Gaza: from Qatar with a mission
Shifa Hospital in Gaza City receives most of the critically injured patients from other Gaza hospitals. Said Abu Hasna and Samir Kazkaz are Qatari Red Crescent doctors returning from an ICRC mission at the hospital. Said discusses their experiences.
What did you take away from your experience in Gaza?
To be honest, I have never been in a situation like this. I learned a lot about how to cope in such difficult circumstances. At times I could not hold back my tears.
The image of one person is engraved on my mind. Her name is Bissan and she is eight years old. She was brought to me in the intensive care unit (ICU). She had lost her brother and perhaps other members of her family. She had extensive external and internal injuries and we had to operate on her. Her situation was delicate and held little hope. I was in despair.
It was not until three days later that I brought her back to. When she opened her eyes, she flushed a big smile and the V sign. She had won her battle.
Her courage in the midst of all the carnage and desolation simply blew me away.
When did you arrive in Gaza, and what did you do there?
Samir Kazkaz and I arrived in Gaza on 13 January, after a briefing at ICRC headquarters in Geneva. We worked at Shifa Hospital until 20 January and left Gaza on the same day.
My work was mainly in the intensive care unit. There was just me in there with the unit’s director and a Palestinian junior doctor, or resident. My job was to oversee and help t he ICU director and the doctor in ICU and to free up beds for the steady influx of new casualties patients.
Occasionally I also would go to the casualty department, where there were a lot of doctors.
How did the ICRC support the medical authorities and staff during the crisis? What were the needs?
We thank the ICRC, it helped a lot. It helped the medical services by providing specialized personnel – like us. I am an ICU specialist, Samir Kazkaz is a neurosurgeon, and there were other ICRC surgeons working at Shifa Hospital. There had also been an ICRC operating theatre nurse there before we arrived.

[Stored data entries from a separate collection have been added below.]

//! Registered projects

use dashmap::DashMap;
use lantern_core::prelude::*;
use lantern_settings::LanguageBackend;
use serde::{Deserialize, Serialize};
use std::path::PathBuf;
use std::sync::Arc;

/// A project known to the session
#[derive(Debug, Clone, Serialize, Deserialize)]
pub struct ProjectEntry {
  pub id: ProjectId,
  pub name: String,
  pub root: PathBuf,
  /// Language ids this project's queries route to
  pub languages: Vec<String>,
  /// Per-project backend override; `None` inherits the session default
  pub backend_override: Option<LanguageBackend>,
}

impl ProjectEntry {
  pub fn new(name: impl Into<String>, root: impl Into<PathBuf>) -> Self {
    Self {
      id: ProjectId::new(),
      name: name.into(),
      root: root.into(),
      languages: Vec::new(),
      backend_override: None,
    }
  }

  pub fn with_languages(mut self, languages: impl IntoIterator<Item = String>) -> Self {
    self.languages = languages.into_iter().collect();
    self
  }

  pub fn with_backend(mut self, backend: LanguageBackend) -> Self {
    self.backend_override = Some(backend);
    self
  }
}

/// Registry of projects, keyed by name
#[derive(Default)]
pub struct ProjectRegistry {
  projects: DashMap<String, Arc<ProjectEntry>>,
}

impl ProjectRegistry {
  pub fn new() -> Self {
    Self::default()
  }

  pub fn register(&self, project: ProjectEntry) -> Arc<ProjectEntry> {
    let entry = Arc::new(project);
    self.projects.insert(entry.name.clone(), Arc::clone(&entry));
    entry
  }

  pub fn get(&self, name: &str) -> Result<Arc<ProjectEntry>> {
    self
      .projects
      .get(name)
      .map(|entry| Arc::clone(&entry))
      .ok_or_else(|| Error::ProjectNotFound(name.to_string()))
  }

  pub fn names(&self) -> Vec<String> {
    self.projects.iter().map(|entry| entry.key().clone()).collect()
  }
}

#[cfg(test)]
mod tests {
  use super::*;

  #[test]
  fn test_register_and_lookup() {
    let registry = ProjectRegistry::new();
    registry.register(ProjectEntry::new("api", "/work/api").with_languages(["ruby".to_string()]));

    let entry = registry.get("api").unwrap();
    assert_eq!(entry.languages, vec!["ruby"]);
    assert!(entry.backend_override.is_none());

    assert!(matches!(
      registry.get("missing"),
      Err(Error::ProjectNotFound(_))
    ));
  }
}
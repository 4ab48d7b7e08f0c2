//! Public key fingerprints.

use sha2::{Digest, Sha256};

/// Calculate the SHA-256 fingerprint of a raw public key, as a hexadecimal
/// string prefixed with `sha256:`. Useful for pinning and display; the
/// device itself never consumes fingerprints.
pub fn key_fingerprint(public_key: &[u8]) -> String {
    let mut hasher = Sha256::new();
    hasher.update(public_key);
    format!("sha256:{}", hex::encode(hasher.finalize()))
}
//! # hsm-signer
//!
//! Client for the RSA signer app running on a USB hardware security
//! module. The private key never leaves the device: keys are loaded,
//! encrypted, and parsed on-device, and signing happens there too. This
//! crate implements the command/response protocol on top of a caller
//! supplied [`Transport`] — the framing, checksumming, and serial I/O live
//! in the transport implementation, not here.
//!
//! ## Usage
//!
//! Pass an established connection and drive the workflows:
//!
//! ```ignore
//! let transport = my_serial_transport::connect(port)?;
//! let mut signer = hsm_signer::Signer::new(transport);
//!
//! let identity = signer.get_identity()?;
//! println!("device app: {}", identity);
//!
//! let pubkey = signer.get_public_key()?;
//! let signature = signer.sign(message)?;
//! ```
//!
//! Key material comes from a key file that is either PEM text or a blob
//! the device encrypted earlier:
//!
//! ```ignore
//! hsm_signer::keyfile::load_key_file(&mut signer, Path::new("id_rsa"))?;
//! assert!(signer.is_key_loaded()?);
//! ```
//!
//! ## Protocol shape
//!
//! The device speaks fixed-size frames carrying at most 127 payload bytes,
//! so larger payloads (messages to sign, key blobs, public keys,
//! signatures) move as chunked transfers with per-chunk acknowledgement;
//! see [`chunk`]. Multi-step workflows (sign, load-key) abort on the first
//! failing step and report which command failed; see [`Signer`].

pub mod chunk;
pub mod error;
pub mod fingerprint;
pub mod identity;
pub mod key;
pub mod keyfile;
pub mod proto;
pub mod signer;
pub mod transport;

#[cfg(test)]
pub(crate) mod test_support;

pub use error::Error;
pub use identity::DeviceIdentity;
pub use key::KeySource;
pub use proto::{
    CommandDescriptor, FrameLen, FIRMWARE_DIGEST_SIZE, KEY_BLOB_SIZE, MAX_SIGN_SIZE,
    PUBLIC_KEY_SIZE, SIGNATURE_SIZE,
};
pub use signer::Signer;
pub use transport::{Transport, TransportError, STATUS_OK};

We also offered a lot of moral support to Palestinian doctors, as well as physical support. We gave them a chance to rest a little and take a breather from rigors of the job at hand. When I arrived, the director of the ICU was working non-stop. I was able to relieve him so that he could take two days off from work to go and see his family. He was very happy about that.
Our presence also offered a measure of protection to our Palestinian colleagues.
What were the ICRC’s priorities?
The priorities were to help Palestinian medical staff on the ground to save lives, and to ensure timely and safe evacuation of injured people and others in need of medical help to hospital. The ICRC coordinated with the Israel Defense Forces and Palestinian fighters to facilitate evacuations and also to keep medical staff from harm’s way.
Did all incoming patients receive treatment?
In ICU, where I worked, there was no patient left unattended to. We attended to everybody who sought our assistance.
But I am sure in the casualty department there were patients that we could not save and therefore let nature take its course. There were very few of these, and they arrived in a very grave state – with massive injuries, bleeding to death – and there was simply nothing we could do to save them.
What are the current medical needs and priorities?
In war, you need as much help as you can get from doctors. There are different phases. Phase one, the emergency phase, is now over. Phase two is more important. We call it ‘post-operative care’. We now need neurosurgeons, plastic surgeons, burn doctors, paediatric surgeons. We need a lot of urologists and reconstruction – we definitely need doctors specialized in rehabilitation.
Are the medical facilities in place adequate to respond to these needs?
Simply put, no. I am glad you mentioned that. On our arrival in Gaza, the first thing we heard from the doctors there was: “we are out of certain medicines, our equipment is outdated”. When I saw the ICU, I was shocked at state the equipment was in. It was rusty and outdated. The respiratory machines were outmoded. Indeed, other doctors confirmed this.
I am glad to say that when we asked for generators and other equipment the ICRC provided them right away. Our Palestinian colleagues were happy to see us provide these items.
The 18-month closure imposed on Gaza was definitely responsible for the lack of equipment, expertise and up-to-date medicine. I worked with doctors who had never been out of Gaza to att end a seminar, say, on clinical care. I remember the ICU director telling me he had not been out of Gaza since 1997. His knowledge is outdated, and he tried several times in the past 18 months to travel out of Gaza to attend seminars but was turned down because of the closure.
A lot of the doctors in Gaza are experienced general practitioners. But in order to provide good care, they need to update their skills and knowledge, and keep abreast of developments in medicine.